Robert Griffier (London 1688-1750)
No VAT will be charged on the hammer price, but VA… Read more THE PROPERTY OF A LADY (LOT 10)
Robert Griffier (London 1688-1750)

Summer: An extensive Rhenish landscape with boats at a quayside and peasants by an inn; and Winter: A frozen winter landscape with peasants

Details
Robert Griffier (London 1688-1750)
Summer: An extensive Rhenish landscape with boats at a quayside and peasants by an inn; and Winter: A frozen winter landscape with peasants
the first signed 'R. GRIFFIER F·' (lower left) and the second signed 'R GRIFFIER FECIT' (lower right)
oil on panel
20 x 24 3/8 in. (50.8 x 61.9 cm.)
a pair (2)
Provenance
Anonymous sale; Christie's, London, 25 October 1958, lot 146, as Robert Griffier (1200 gns. to L. Koetser).
with Leonard Koetser.
Anonymous sale; Sotheby's, London, 4 July 1990, lot 30, as Jan Griffier I (sold for £170,500).
with Richard Green, where acquired by a collector, and by descent to the present owner.
Special notice
No VAT will be charged on the hammer price, but VAT at 15% will be added to the buyer's premium which is invoiced on a VAT inclusive basis.

Lot Essay

Robert Griffier was the son of Jan Griffier, whom Arnold Houbraken called 'a burgher of the world (see A. Houbraken, De groote Schouburgh der Nederlandtsche konstschilders en schilderessen, III, Amsterdam, 1721, p. 360; see also K. Gibson, 'Griffier, Jan, senor (c. 1645-1718), Oxford Dictionary of National Biography, VIII, Oxford, 2004, pp. 667-8). Jan came to England around 1632 and became so successful as a painter of Italianate and Rhenish scenes that he was able to spend 3000 guilders on a yacht, on which he lived on the Thames. It would appear that Robert was born after Jan's third marriage and soon after it seems that the family sailed back to the Low Countries, but were shipwrecked off Rotterdam and were left with only a few coins that one of the girls had stored away in her belt.

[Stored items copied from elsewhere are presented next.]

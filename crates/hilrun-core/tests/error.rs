//! Tests for error handling

use hilrun_core::error::{HarnessError, HarnessResult, JLINK_HINT, TOOLCHAIN_HINT};
use hilrun_core::Verdict;

#[test]
fn test_tool_not_found_names_tool_and_hint()
{
    let error = HarnessError::ToolNotFound {
        tool: "arm-none-eabi-addr2line".to_string(),
        hint: TOOLCHAIN_HINT,
    };
    let message = format!("{}", error);
    assert!(message.contains("arm-none-eabi-addr2line not found"));
    assert!(message.contains("ARM GNU toolchain"));
}

#[test]
fn test_connection_timeout_display()
{
    let error = HarnessError::ConnectionTimeout("localhost:3333".to_string());
    let message = format!("{}", error);
    assert!(message.contains("Connection timed out"));
    assert!(message.contains("3333"));
}

#[test]
fn test_backend_failed_includes_output()
{
    let error = HarnessError::BackendFailed {
        tool: "JLinkGDBServer".to_string(),
        output: "Could not connect to J-Link.".to_string(),
    };
    let message = format!("{}", error);
    assert!(message.starts_with("Error starting JLinkGDBServer"));
    assert!(message.contains("Could not connect"));
}

#[test]
fn test_resolver_unavailable_is_the_only_recoverable_error()
{
    let recoverable = HarnessError::ResolverUnavailable {
        address: "0x1".to_string(),
        reason: "exit status 1".to_string(),
    };
    assert!(!recoverable.is_fatal());

    let fatal = [
        HarnessError::ToolNotFound {
            tool: "JLinkGDBServer".to_string(),
            hint: JLINK_HINT,
        },
        HarnessError::ConnectionTimeout("gdb".to_string()),
        HarnessError::BackendExited {
            tool: "JLinkGDBServer".to_string(),
            status: "exit status: 1".to_string(),
        },
        HarnessError::InvalidArgument("bad".to_string()),
    ];
    for error in &fatal {
        assert!(error.is_fatal(), "{error} should be fatal");
        assert_eq!(error.verdict(), Verdict::Error);
    }
}

#[test]
fn test_io_error_conversion()
{
    let io_error = std::io::Error::new(std::io::ErrorKind::BrokenPipe, "pipe closed");
    let error: HarnessError = io_error.into();

    match error {
        HarnessError::Io(_) => {
            // Expected
        }
        _ => panic!("Expected Io variant"),
    }
}

#[test]
fn test_result_type_alias()
{
    fn returns_result() -> HarnessResult<i32>
    {
        Ok(42)
    }

    assert_eq!(returns_result().unwrap(), 42);
}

By 1704 the Griffier family seems to have returned to London. Both Robert and his brother Jan Griffier II would have been trained by their father. Indeed, the present pair of pictures were for a long time mistaken as prime examples of Jan Griffier the Elder's oeuvre, in which a verdant, zig-zagging summer landscape with warm skies is contrasted with the cold blue and white hues of winter, each picture set against fantastical turreted castles nestled in mountainous landscapes and peopled with tiny bustling figures going about their daily lives. What little is known of Robert includes an interesting anecdote taken from the archives held in the Public Record Office, which note that in 1753 Robert was sued by his own mother, Mary Griffier, who stated that in 1731 she had lent her son, Robert the painter, the considerable sum of £100 to set up as a victualler. She had never been repaid, and now, aged eighty-five and impoverished, she wanted her money back. Robert Griffier's masterpiece is the amibitious Regatta on the Thames, signed and dated 'R.Griffier/1748', in the collection of the Duke of Buccleuch.